Constraining the Architecture and Melt Fraction of Yellowstone's Magmatic System with Short Period Full Waveform Tomography

This project investigates the subsurface structure beneath the Yellowstone volcanic province in northwestern Wyoming. Much of Yellowstone National Park, which attracts more than 4 million visitors annually, lies within a volcanic caldera formed by a large explosive eruption 630,000-years ago. Present-day geologic activity at Yellowstone indicates the presence of a magma body beneath the caldera.

Uncertainties persist, however, regarding the volume and distribution of magma, and how current conditions compare to those preceding past eruptions. Seismic imaging has revealed the existence of a magma reservoir in the mid-to-upper crust, but limitations in spatial resolution have hindered its accurate mapping. Recent advances in computational imaging techniques, such as full waveform inversion, combined with unprecedented seismic data coverage provided by a deployment of over 650 nodal seismic instruments, now offer new opportunities to image Yellowstone’s magmatic system at previously unattainable scales.
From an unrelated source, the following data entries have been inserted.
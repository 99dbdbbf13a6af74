//! Call-site tracking for diagnostics.
//!
//! This crate provides [`CodeLocation`], the file-and-line pair that ties a
//! diagnostic back to the place in a suite where a node was registered or a
//! framework function was called.

#![warn(missing_docs)]

pub mod code_location;

pub use code_location::CodeLocation;
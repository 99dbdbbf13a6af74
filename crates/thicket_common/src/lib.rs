//! Shared foundational types used across the Thicket test framework.
//!
//! This crate provides the [`NodeKind`] enumeration that classifies test-tree
//! nodes, the [`NodeKindSet`] groupings used for membership checks, and the
//! common internal result types.

#![warn(missing_docs)]

pub mod node_kind;
pub mod result;

pub use node_kind::{NodeKind, NodeKindSet};
pub use result::{InternalError, ThicketResult};
//! Error types for configuration loading and validation.

use thicket_diagnostics::Diagnostic;

/// Errors that can occur when loading or validating a `thicket.toml` configuration.
#[derive(Debug, thiserror::Error)]
pub enum ConfigError {
    /// An I/O error occurred while reading the configuration file.
    #[error("failed to read configuration: {0}")]
    IoError(#[from] std::io::Error),

    /// The TOML content could not be parsed.
    #[error("failed to parse configuration: {0}")]
    ParseError(String),

    /// The configuration parsed but describes an invalid or conflicting run.
    #[error("invalid run configuration: {} problem(s) found", .0.len())]
    Invalid(Vec<Diagnostic>),
}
This study will create a new three-dimensional image of subsurface wave speeds in Yellowstone’s magma reservoir using full waveform inversion, with the goal of uncovering new insights into crustal magma storage and enhancing our understanding of volcanic hazards. This project will support a graduate student and provide opportunities for an undergraduate student.

New computational code will be released for community use, enabling similar approaches on other volcanic systems.

The primary objective of this project is to resolve fine-scale intra-reservoir structures that could identify potential regions of concentrated melt within Yellowstone’s mid-to-upper crustal magma reservoir. The project will leverage data from long-term broadband seismic networks and dense temporary nodal deployments to create a high-resolution 3D image of subsurface seismic wave speeds.

Both short-period noise correlation functions (T > 3 s) and local earthquake waveforms will be inverted using a full waveform inversion approach that incorporates radial anisotropy. While radial anisotropy is commonly observed in seismic investigations of large continental magmatic systems, the anisotropic signatures of complex reservoirs—and the ability of tomographic methods to resolve them accurately—remain underexplored.

To address this gap, the project will also perform systematic forward modeling experiments to investigate crustal melt storage configurations capable of producing the observed positive radial anisotropy at Yellowstone. The results of this project will develop code and establish a framework for applying computationally advanced imaging techniques to other densely instrumented volcanic systems of significant scientific interest.

This award reflects NSF's statutory mission and has been deemed worthy of support through evaluation using the Foundation's intellectual merit and broader impacts review criteria.